Un altro tema trasversale affrontato durante la tavola rotonda è stato quello cruciale della “fuga” degli infermieri verso il pubblico, non appena il governo ha lanciato un bando per assumerne 30 mila: per i manager delle strutture si è trattato quasi di un “rapimento” da parte del servizio pubblico, oltre tutto poco lungimirante perché “togliere” personale alle strutture private per anziani equivale a fare sì che queste non siano più un filtro anche rispetto alla pandemia e si trovino costrette e indirizzare gli ospiti verso gli ospedali –intasandoli- non avendo personale sufficiente per occuparsene. Su questo punto, tuttavia, Nicola Draoli di Fnopi ha posto la questione delle motivazioni: perché un infermiere dovrebbe migrare verso il servizio pubblico? Per questioni economiche e contrattuali e per la scarsa attrattività che ad oggi il settore privato rivolto alla cura degli anziani ha sui lavoratori di settore. Concetto, questo, sostenuto anche da Francesco Ciaghi, Gis Fisioterapia geriatrica di AIFI. Ecco perché, quindi, le Università dovrebbero concentrarsi di più – nel momento orientativo e formativo – sulle caratteristiche e le peculiarità interessanti e specializzanti che il lavoro in strutture per anziani può garantire dal punto di vista della gratificazione professionale. Sullo stesso piano dovrebbero anche ragionare e lavorare i manager sanitari che, per Clelia D’Anastasio, presidente di ARAD – Associazione Ricerca Assistenza Demenza, già medico geriatra di territorio per l’Ausl di Bologna, dovrebbero possedere competenze economiche e sanitarie per poter gestire con maggiore qualità le strutture. Perché, se è vero che la narrazione mediatica le penalizza, è altrettanto vero che non tutte sono gestite in modo esemplare, come hanno riferito sia Isabella Mori, responsabile servizio di tutela Cittadinanzattiva che Michela Bentivegna di AITO: entrambe si sono soffermate sull’aspetto umano del lavoro con gli anziani, soprattutto in tempi di emergenza sanitaria, quando la sicurezza impone restrizioni che colpiscono il malato emotivamente e, poi, anche dal punto di vista della salute.

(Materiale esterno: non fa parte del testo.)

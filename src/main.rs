use std::fs::File;
use std::path::{Path, PathBuf};
use std::time::Duration;

use anyhow::{bail, Context, Result};
use clap::{Parser, ValueEnum};
use tracing::{info, warn};
use tracing_subscriber::EnvFilter;

use host_recon_rs::config::{default_config_dir, ReconConfig};
use host_recon_rs::logs::RunPaths;
use host_recon_rs::ports::normalize_ports;
use host_recon_rs::scheduler::{default_output_dir, Engine, EngineSettings, HostTarget};
use host_recon_rs::types::{CommandStatus, RunSummary};

#[derive(Debug, Clone, Copy, ValueEnum)]
enum PortScanType {
    Default,
    Quick,
    Udp,
}

impl PortScanType {
    fn as_str(self) -> &'static str {
        match self {
            PortScanType::Default => "default",
            PortScanType::Quick => "quick",
            PortScanType::Udp => "udp",
        }
    }
}

/// host-recon-rs: runs configured port scans against one host, then fans out into service-specific follow-up scans.
#[derive(Debug, Clone, Parser)]
#[command(
    name = "host-recon-rs",
    version,
    about = "Runs configured port scans against one host, then fans out into service-specific follow-up scans.",
    long_about = None
)]
struct Cli {
    /// Address of the host to enumerate.
    #[arg(short = 'i', long = "address")]
    address: String,

    /// Output directory (default: ./results/<address>).
    #[arg(short, long)]
    output: Option<PathBuf>,

    /// Directory holding port-scans.toml, service-scans.toml and universal-patterns.toml
    /// (default: ~/.config/host-recon).
    #[arg(short, long)]
    config: Option<PathBuf>,

    /// Group of primary port scans to run.
    #[arg(long = "port-scan-type", value_enum, default_value_t = PortScanType::Default)]
    port_scan_type: PortScanType,

    /// Extra arguments substituted for {nmap_extra}.
    #[arg(long = "nmap-extra", default_value = "-Pn", allow_hyphen_values = true)]
    nmap_extra: String,

    /// Ports substituted for {ports}, e.g. 22,80,8000-8100.
    #[arg(short, long, default_value = "80", allow_hyphen_values = true)]
    ports: String,

    /// Max concurrently running commands.
    #[arg(long, default_value_t = 8)]
    concurrency: usize,

    /// Per-command timeout in seconds.
    #[arg(long = "timeout-secs", default_value_t = 3600)]
    timeout_secs: u64,

    /// Do not prefix commands with sudo.
    #[arg(long = "no-sudo", default_value_t = false)]
    no_sudo: bool,

    /// Keep (and still parse) the output file of a command that exited non-zero.
    #[arg(long = "keep-failed-output", default_value_t = false)]
    keep_failed_output: bool,

    /// Exit non-zero if any command failed.
    #[arg(long, default_value_t = false)]
    strict: bool,

    /// Increase log verbosity (-v debug, -vv trace). RUST_LOG overrides.
    #[arg(short, long, action = clap::ArgAction::Count)]
    verbose: u8,
}

#[tokio::main]
async fn main() -> Result<()> {
    let cli = Cli::parse();

    let filter = match cli.verbose {
        0 => "info",
        1 => "debug",
        _ => "trace",
    };
    tracing_subscriber::fmt()
        .with_env_filter(
            EnvFilter::try_from_default_env().unwrap_or_else(|_| EnvFilter::new(filter)),
        )
        .init();

    let ports = normalize_ports(&cli.ports)?;
    let config_dir = match cli.config.clone() {
        Some(dir) => dir,
        None => default_config_dir().context("cannot determine home directory; pass --config")?,
    };
    let config = ReconConfig::load(&config_dir, cli.port_scan_type.as_str())
        .with_context(|| format!("failed to load configuration from {}", config_dir.display()))?;

    let output = cli
        .output
        .clone()
        .unwrap_or_else(|| default_output_dir(&cli.address));

    println!("host-recon-rs configuration:");
    println!("  address      : {}", cli.address);
    println!("  output       : {}", output.display());
    println!("  config       : {}", config_dir.display());
    println!("  scan type    : {}", cli.port_scan_type.as_str());
    println!("  ports        : {}", ports);
    println!("  nmap_extra   : {}", cli.nmap_extra);
    println!("  concurrency  : {}", cli.concurrency);
    println!("  timeout_secs : {}", cli.timeout_secs);

    let paths = RunPaths::new(output);
    paths
        .create()
        .await
        .with_context(|| format!("failed to create {}", paths.root.display()))?;

    let settings = EngineSettings {
        concurrency: cli.concurrency,
        command_timeout: Duration::from_secs(cli.timeout_secs),
        privilege_prefix: (!cli.no_sudo).then(|| "sudo".to_string()),
        invalidate_failed_output: !cli.keep_failed_output,
    };
    let target = HostTarget {
        address: cli.address.clone(),
        nmap_extra: cli.nmap_extra.clone(),
        ports,
    };

    let engine = Engine::new(target, paths.clone(), config, settings);

    // First Ctrl-C cancels the run, a second one exits immediately.
    let cancel = engine.cancellation_token();
    tokio::spawn(async move {
        if tokio::signal::ctrl_c().await.is_ok() {
            warn!("interrupt received, cancelling running commands");
            cancel.cancel();
        }
        if tokio::signal::ctrl_c().await.is_ok() {
            std::process::exit(130);
        }
    });

    let summary = engine.enumerate().await?;

    print_summary_table(&summary);
    let json_path = paths.summary_json();
    if let Err(e) = write_summary_json(&json_path, &summary) {
        eprintln!("Failed to write JSON to {}: {}", json_path.display(), e);
    } else {
        info!(path = %json_path.display(), "wrote run summary");
    }

    if cli.strict && summary.failures() > 0 {
        bail!("{} command(s) failed", summary.failures());
    }
    Ok(())
}

fn status_label(status: &CommandStatus) -> String {
    match status {
        CommandStatus::Completed => "completed".into(),
        CommandStatus::Skipped => "skipped".into(),
        CommandStatus::Duplicate => "duplicate".into(),
        CommandStatus::Failed { exit_code: Some(c) } => format!("failed ({c})"),
        CommandStatus::Failed { exit_code: None } => "failed (signal)".into(),
        CommandStatus::TimedOut => "timed out".into(),
        CommandStatus::Cancelled => "cancelled".into(),
        CommandStatus::Error { .. } => "error".into(),
    }
}

fn print_summary_table(summary: &RunSummary) {
    let rows: Vec<_> = summary
        .commands
        .iter()
        .filter(|c| !matches!(c.status, CommandStatus::Duplicate))
        .collect();

    let unit_w = 4usize;
    let mut tier_w = "tier".len();
    let mut scan_w = "scan".len();
    let mut status_w = "status".len();
    for r in &rows {
        tier_w = tier_w.max(format!("{:?}", r.tier).len());
        scan_w = scan_w.max(r.scan.chars().count().min(40));
        status_w = status_w.max(status_label(&r.status).len());
    }

    println!(
        "\nServices: {}  commands run: {}  failures: {}",
        summary.services.len(),
        summary.executed(),
        summary.failures()
    );
    for s in &summary.services {
        println!("  {s}");
    }
    println!(
        "\n{:>unit_w$}  {:<tier_w$}  {:<scan_w$}  {:<status_w$}",
        "unit", "tier", "scan", "status",
    );
    println!(
        "{:->unit_w$}  {:-<tier_w$}  {:-<scan_w$}  {:-<status_w$}",
        "", "", "", "",
    );
    for r in rows {
        let scan: String = r.scan.chars().take(40).collect();
        println!(
            "{:>unit_w$}  {:<tier_w$}  {:<scan_w$}  {:<status_w$}",
            r.unit,
            format!("{:?}", r.tier),
            scan,
            status_label(&r.status),
        );
    }
}

fn write_summary_json(path: &Path, summary: &RunSummary) -> anyhow::Result<()> {
    let file = File::create(path)?;
    serde_json::to_writer_pretty(file, summary)?;
    Ok(())
}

A sottolineare il ritardo organizzativo rispetto alla seconda ondata della pandemia sono stati Fabio Cavicchi di Uneba Emilia Romagna e Nicola Pisaroni, presidente Anoss i quali vedono nella mancata integrazione tra SSN e il mondo delle RSA una delle cause dell’impreparazione nei confronti di questa recrudescenza degli effetti del virus. Oltre tutto entrambi hanno ricordato come anche la differenza di gestione e di indirizzo tra regione e regione non aiuti questa osmosi che dovrebbe essere necessaria, anche per ciò che riguarda l’accreditamento delle strutture.